» EXERCISE PROMPT
All that should be output is the block of lines below from the line with "an empty selection." to the line with "return Vec::new();", both included, exactly as written.

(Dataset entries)
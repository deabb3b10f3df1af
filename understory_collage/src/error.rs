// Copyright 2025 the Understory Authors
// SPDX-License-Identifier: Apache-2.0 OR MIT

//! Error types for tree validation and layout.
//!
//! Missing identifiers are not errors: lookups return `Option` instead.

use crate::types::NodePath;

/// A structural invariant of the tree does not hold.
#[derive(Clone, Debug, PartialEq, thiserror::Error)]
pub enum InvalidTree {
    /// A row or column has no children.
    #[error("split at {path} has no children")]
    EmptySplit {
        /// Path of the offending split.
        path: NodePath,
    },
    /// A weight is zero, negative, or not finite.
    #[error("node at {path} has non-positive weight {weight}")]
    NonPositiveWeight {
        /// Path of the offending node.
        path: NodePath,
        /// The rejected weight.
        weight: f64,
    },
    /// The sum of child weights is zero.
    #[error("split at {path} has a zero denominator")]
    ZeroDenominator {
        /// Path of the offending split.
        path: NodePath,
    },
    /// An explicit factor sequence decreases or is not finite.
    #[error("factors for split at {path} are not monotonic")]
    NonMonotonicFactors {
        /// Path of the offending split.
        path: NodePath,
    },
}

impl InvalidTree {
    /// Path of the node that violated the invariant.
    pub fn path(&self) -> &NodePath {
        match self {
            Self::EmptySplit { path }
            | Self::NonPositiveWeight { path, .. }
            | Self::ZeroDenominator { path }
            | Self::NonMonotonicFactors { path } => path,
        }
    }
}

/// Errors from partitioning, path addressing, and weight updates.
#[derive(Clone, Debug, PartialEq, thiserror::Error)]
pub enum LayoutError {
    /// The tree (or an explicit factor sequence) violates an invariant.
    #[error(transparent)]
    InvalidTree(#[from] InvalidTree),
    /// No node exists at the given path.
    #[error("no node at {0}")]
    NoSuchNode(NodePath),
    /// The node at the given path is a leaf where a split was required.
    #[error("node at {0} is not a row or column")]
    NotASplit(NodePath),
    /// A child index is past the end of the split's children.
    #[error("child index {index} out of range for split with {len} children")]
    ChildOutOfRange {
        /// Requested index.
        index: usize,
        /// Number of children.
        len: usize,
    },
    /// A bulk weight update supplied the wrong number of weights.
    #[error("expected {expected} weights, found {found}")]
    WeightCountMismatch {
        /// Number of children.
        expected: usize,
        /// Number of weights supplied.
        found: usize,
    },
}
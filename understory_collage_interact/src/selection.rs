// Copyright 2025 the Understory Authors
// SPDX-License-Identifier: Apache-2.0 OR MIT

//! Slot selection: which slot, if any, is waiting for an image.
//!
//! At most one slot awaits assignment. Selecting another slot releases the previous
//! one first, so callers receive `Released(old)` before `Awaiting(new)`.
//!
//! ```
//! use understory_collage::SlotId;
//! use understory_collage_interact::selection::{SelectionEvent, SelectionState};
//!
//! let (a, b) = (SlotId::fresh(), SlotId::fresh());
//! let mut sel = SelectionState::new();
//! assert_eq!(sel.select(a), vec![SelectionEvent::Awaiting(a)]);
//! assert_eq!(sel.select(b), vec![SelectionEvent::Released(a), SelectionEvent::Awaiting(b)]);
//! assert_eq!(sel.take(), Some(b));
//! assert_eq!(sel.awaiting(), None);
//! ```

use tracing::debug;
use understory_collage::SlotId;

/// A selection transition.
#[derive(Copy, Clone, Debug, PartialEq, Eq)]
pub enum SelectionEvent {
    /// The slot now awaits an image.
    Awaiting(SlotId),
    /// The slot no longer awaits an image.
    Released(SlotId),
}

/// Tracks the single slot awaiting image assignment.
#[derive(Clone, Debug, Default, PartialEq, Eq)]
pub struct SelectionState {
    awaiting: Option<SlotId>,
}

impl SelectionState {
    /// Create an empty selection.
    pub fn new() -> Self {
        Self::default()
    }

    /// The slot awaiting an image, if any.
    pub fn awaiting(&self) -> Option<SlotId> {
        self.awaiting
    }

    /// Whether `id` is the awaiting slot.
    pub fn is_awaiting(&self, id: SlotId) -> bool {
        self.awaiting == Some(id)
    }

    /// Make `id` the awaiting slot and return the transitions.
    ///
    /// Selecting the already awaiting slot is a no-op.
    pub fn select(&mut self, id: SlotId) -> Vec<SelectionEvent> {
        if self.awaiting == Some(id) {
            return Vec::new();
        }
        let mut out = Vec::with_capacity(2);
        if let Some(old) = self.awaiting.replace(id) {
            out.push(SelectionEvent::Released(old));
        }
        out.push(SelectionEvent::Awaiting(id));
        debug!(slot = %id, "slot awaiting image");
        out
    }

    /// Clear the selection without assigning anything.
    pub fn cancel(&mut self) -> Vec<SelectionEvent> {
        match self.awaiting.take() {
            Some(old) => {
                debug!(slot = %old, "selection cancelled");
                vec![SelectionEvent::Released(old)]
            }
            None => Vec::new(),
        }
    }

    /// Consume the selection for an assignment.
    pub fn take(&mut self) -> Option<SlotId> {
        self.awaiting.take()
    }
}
* * *
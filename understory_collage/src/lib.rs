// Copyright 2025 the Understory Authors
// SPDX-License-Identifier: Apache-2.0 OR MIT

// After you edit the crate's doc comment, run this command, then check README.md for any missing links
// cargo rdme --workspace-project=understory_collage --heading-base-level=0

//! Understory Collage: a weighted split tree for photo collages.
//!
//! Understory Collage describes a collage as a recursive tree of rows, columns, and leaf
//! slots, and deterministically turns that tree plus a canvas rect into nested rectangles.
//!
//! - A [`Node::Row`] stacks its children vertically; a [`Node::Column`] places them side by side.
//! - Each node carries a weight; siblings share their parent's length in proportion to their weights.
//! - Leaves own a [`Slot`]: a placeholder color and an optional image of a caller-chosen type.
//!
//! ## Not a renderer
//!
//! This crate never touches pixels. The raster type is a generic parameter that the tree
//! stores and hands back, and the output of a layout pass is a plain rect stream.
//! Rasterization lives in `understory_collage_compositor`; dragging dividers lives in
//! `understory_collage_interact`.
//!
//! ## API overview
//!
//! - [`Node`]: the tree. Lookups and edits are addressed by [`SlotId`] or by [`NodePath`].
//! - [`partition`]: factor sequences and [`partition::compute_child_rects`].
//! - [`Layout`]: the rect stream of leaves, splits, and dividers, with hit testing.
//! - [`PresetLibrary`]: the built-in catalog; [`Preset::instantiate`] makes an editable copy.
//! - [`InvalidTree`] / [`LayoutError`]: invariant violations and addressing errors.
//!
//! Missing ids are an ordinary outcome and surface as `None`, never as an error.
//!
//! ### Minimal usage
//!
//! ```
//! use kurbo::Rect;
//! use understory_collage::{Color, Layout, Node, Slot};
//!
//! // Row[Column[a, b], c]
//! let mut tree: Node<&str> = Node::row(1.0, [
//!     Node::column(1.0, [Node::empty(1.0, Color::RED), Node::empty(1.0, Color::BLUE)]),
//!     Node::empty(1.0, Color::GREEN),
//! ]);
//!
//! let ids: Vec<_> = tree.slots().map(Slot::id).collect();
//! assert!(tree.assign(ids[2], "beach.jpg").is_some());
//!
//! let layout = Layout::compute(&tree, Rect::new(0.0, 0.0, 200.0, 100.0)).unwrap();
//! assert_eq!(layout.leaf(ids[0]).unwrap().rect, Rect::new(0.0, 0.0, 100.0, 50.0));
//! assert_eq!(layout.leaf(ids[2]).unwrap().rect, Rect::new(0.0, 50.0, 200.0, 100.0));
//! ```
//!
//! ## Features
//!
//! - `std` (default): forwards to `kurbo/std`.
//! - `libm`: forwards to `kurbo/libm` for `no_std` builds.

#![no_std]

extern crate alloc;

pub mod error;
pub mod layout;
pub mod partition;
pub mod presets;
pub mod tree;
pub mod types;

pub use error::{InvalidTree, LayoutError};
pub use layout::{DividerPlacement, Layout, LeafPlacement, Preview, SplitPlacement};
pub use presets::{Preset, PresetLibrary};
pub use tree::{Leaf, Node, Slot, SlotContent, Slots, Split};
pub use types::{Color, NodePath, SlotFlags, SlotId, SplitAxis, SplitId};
--
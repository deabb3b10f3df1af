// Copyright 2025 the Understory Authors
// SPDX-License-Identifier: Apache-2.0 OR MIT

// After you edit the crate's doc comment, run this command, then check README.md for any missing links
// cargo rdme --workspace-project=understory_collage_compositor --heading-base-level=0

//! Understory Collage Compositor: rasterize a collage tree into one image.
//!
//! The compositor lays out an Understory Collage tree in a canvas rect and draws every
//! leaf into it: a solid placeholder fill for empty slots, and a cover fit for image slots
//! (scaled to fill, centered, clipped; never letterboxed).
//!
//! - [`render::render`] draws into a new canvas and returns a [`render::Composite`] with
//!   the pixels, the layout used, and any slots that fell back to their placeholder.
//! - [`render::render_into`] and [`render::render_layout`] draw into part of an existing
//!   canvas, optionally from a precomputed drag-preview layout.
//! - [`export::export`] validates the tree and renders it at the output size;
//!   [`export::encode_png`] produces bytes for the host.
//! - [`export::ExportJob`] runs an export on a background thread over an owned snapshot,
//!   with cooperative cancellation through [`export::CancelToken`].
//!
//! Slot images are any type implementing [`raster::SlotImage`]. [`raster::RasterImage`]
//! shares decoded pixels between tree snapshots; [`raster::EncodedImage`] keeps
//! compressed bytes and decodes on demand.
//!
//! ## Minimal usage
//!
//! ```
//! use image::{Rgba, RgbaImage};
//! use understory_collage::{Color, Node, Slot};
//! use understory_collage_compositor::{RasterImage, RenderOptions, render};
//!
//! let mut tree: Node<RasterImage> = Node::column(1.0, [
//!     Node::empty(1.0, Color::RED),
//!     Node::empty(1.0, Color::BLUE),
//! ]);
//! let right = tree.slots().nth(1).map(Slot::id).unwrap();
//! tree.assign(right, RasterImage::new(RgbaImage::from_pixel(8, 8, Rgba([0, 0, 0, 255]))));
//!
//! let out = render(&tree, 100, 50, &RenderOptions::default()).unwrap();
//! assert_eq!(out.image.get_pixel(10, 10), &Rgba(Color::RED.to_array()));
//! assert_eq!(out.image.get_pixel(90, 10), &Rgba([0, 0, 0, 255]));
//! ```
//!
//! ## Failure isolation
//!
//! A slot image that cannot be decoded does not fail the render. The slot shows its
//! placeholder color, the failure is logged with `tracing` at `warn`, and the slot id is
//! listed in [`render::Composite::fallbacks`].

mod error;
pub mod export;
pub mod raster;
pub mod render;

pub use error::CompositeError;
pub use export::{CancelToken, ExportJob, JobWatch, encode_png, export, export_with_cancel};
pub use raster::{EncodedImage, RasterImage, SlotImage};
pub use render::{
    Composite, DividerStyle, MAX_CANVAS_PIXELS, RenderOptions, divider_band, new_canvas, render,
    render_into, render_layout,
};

» ANSWER FOR THIS EXERCISE
    /// Create an empty selection.
    pub fn new() -> Self {
        Self::default()
    }

    /// The slot awaiting an image, if any.
    pub fn awaiting(&self) -> Option<SlotId> {
        self.awaiting
    }

    /// Whether `id` is the awaiting slot.
    pub fn is_awaiting(&self, id: SlotId) -> bool {
        self.awaiting == Some(id)
    }

    /// Make `id` the awaiting slot and return the transitions.
    ///
    /// Selecting the already awaiting slot is a no-op.
    pub fn select(&mut self, id: SlotId) -> Vec<SelectionEvent> {
        if self.awaiting == Some(id) {
            return Vec::new();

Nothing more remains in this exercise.